Catching the Packers Starts With Defense

| April 23rd, 2015


It was a long time ago that Lovie Smith was introduced as the Bears head coach and stated his first goal was to beat the Packers. Over a decade later, John Fox and Ryan Pace are walking into a similar situation and, if they’re going to catch the Packers, they have to do exactly what Smith did by building their defense.

The common reaction from Bears fans when the NFL schedule was released was that the team was going to start 0-1 and ruin Thanksgiving by losing to the Packers. Such early negativity is a little ridiculous but there’s reason for it. If the Bears are going to change the course of their franchise and undo much of what Phil Emery and Marc Trestman did, it starts with the defense.

Over the last three years, with Aaron Rodgers at quarterback, the Packers are just 5-10 (including playoffs) against teams with top-10 scoring defenses. During that time, they’ve lost just 15 games overall. In one of those, Rodgers left after the first drive of the game.

It isn’t just about the win-loss record. Rodgers has thrown 25 touchdowns and 10 interceptions in those 15 games. Good numbers, but far short of what we’re used to seeing from him. He’s also averaged just seven yards per completion (over a yard short of his career average) and the team has scored just 22 points per game.

Slow Rodgers, beat the Packers. Not every time, but most of the time.

Lovie got off to a good start, beating the Packers in his second game as the team’s head coach. The Packers still won the division that year but Smith’s Bears won it the next two, going 3-1 against the Packers in that span. They went to the Super Bowl in Smith’s third year before dropping back to mediocrity.

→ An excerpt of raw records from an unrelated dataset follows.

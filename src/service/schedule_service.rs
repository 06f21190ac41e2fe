use log::info;

use crate::models::command::Outcome;
use crate::models::schedule::Schedule;
use crate::models::slot::Slot;
use crate::service::resolver::Mutation;

/// The only writer of [`Schedule`]. Each call either applies completely or
/// leaves the schedule untouched and reports why.
pub struct ScheduleService;

impl ScheduleService {
    /// Inserts `label` at a free slot. `label` is expected to be non-blank.
    pub fn schedule(schedule: &mut Schedule, slot: Slot, label: &str) -> Outcome {
        if let Some(existing) = schedule.get(slot) {
            return Outcome::ConflictAtSlot {
                slot,
                existing: existing.to_string(),
            };
        }
        let label = label.trim().to_string();
        schedule.insert(slot, label.clone());
        info!("event=event_scheduled module=schedule_service slot={slot}");
        Outcome::Scheduled { label, slot }
    }

    pub fn cancel(schedule: &mut Schedule, slot: Slot) -> Outcome {
        match schedule.remove(slot) {
            Some(label) => {
                info!("event=event_cancelled module=schedule_service slot={slot}");
                Outcome::Cancelled { label, slot }
            }
            None => Outcome::EventNotFound {
                query: slot.to_string(),
            },
        }
    }

    /// Moves the event at `from` to `to`. Moving an event onto its own slot
    /// succeeds without changes.
    pub fn reschedule(schedule: &mut Schedule, from: Slot, to: Slot) -> Outcome {
        let Some(label) = schedule.get(from).map(str::to_string) else {
            return Outcome::EventNotFound {
                query: from.to_string(),
            };
        };
        if from == to {
            return Outcome::Rescheduled { label, from, to };
        }
        if let Some(existing) = schedule.get(to) {
            return Outcome::ConflictAtSlot {
                slot: to,
                existing: existing.to_string(),
            };
        }
        schedule.remove(from);
        schedule.insert(to, label.clone());
        info!("event=event_rescheduled module=schedule_service from={from} to={to}");
        Outcome::Rescheduled { label, from, to }
    }

    /// Empties the schedule. Confirmation is the caller's concern.
    pub fn clear_all(schedule: &mut Schedule) -> Outcome {
        let count = schedule.clear();
        info!("event=schedule_cleared module=schedule_service count={count}");
        Outcome::Cleared { count }
    }

    /// Manual edit of one slot: overwrites the label, a blank label clears it.
    pub fn edit(schedule: &mut Schedule, slot: Slot, label: &str) -> Outcome {
        let label = label.trim();
        if label.is_empty() {
            schedule.remove(slot);
            info!("event=slot_edited module=schedule_service slot={slot} cleared=true");
            return Outcome::Edited { slot, label: None };
        }
        schedule.insert(slot, label.to_string());
        info!("event=slot_edited module=schedule_service slot={slot} cleared=false");
        Outcome::Edited {
            slot,
            label: Some(label.to_string()),
        }
    }

    pub fn apply(schedule: &mut Schedule, mutation: Mutation) -> Outcome {
        match mutation {
            Mutation::Schedule { slot, label } => Self::schedule(schedule, slot, &label),
            Mutation::Cancel { slot } => Self::cancel(schedule, slot),
            Mutation::Reschedule { from, to } => Self::reschedule(schedule, from, to),
        }
    }
}
use tokio::sync::mpsc;

use crate::handlers::planner::PlannerEvent;

#[derive(Clone)]
pub struct EventBus {
    tx: mpsc::Sender<PlannerEvent>,
}

impl EventBus {
    pub fn new(buffer: usize) -> (Self, mpsc::Receiver<PlannerEvent>) {
        let (tx, rx) = mpsc::channel(buffer);
        (Self { tx }, rx)
    }

    /// Queues an event for the worker. Returns false once the worker is gone.
    pub async fn emit(&self, event: PlannerEvent) -> bool {
        self.tx.send(event).await.is_ok()
    }
}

The key to Smith’s success wasn’t just his mentality. He came to a team that had three future Hall of Fame defenders in Brian Urlacher, Lance Briggs and Charles Tillman. Their first two picks with Smith as the head coach were defensive linemen, including Tommie Harris. They drafted Nathan Vasher later in that draft, Chris Harris the next year and a pair of key defenders in Mark Anderson and Danieal Manning.

They had other acquisitions, such as Adewale Ogunuleye, but the team drafted nine of their 11 defensive starters — six in the first three rounds — the year they went to the Super Bowl.

At the time, Smith had the number of Packer quarterback Brett Favre, including a six-interception playoff game. The same could prove true with current Bears defensive coordinator Vic Fangio and Rodgers. Rodgers never defeated Fangio’s 49ers, including two losses in the playoffs.

Of course, it’s about more than defense. Smith couldn’t hire a decent offensive mind, while GM Jerry Angelo couldn’t draft anyone who could block or catch passes. The Bears defense was still good, but their offense wasn’t up to par. In his last three years with the Bears, Smith’s defense held the Packers to just 22 points per game. They scored more than 25 times just twice in seven games, but the Bears went 1-6.

The Bears have already started to improve their defense. Just by hiring Fox and Fangio to replace Trestman and Tucker, they should be significantly better. They added two very good front seven players in Pernell McPhee and Ray McDonald as well as defensive backs Antrel Rolle and Alan Ball. The top of their depth chart actually doesn’t look bad, but they can’t afford any injuries, especially in the secondary.

The Bears  can’t neglect their offense but they’re probably better than they were under Smith. They’d almost certainly like to add a starting tackle and depth at every position. But if Adam Gase is as good as some say and Jay Cutler can rebound from a down year, the Bears should score enough points to win.

The Bears have two picks on the top 40. Both should be spent on defenders.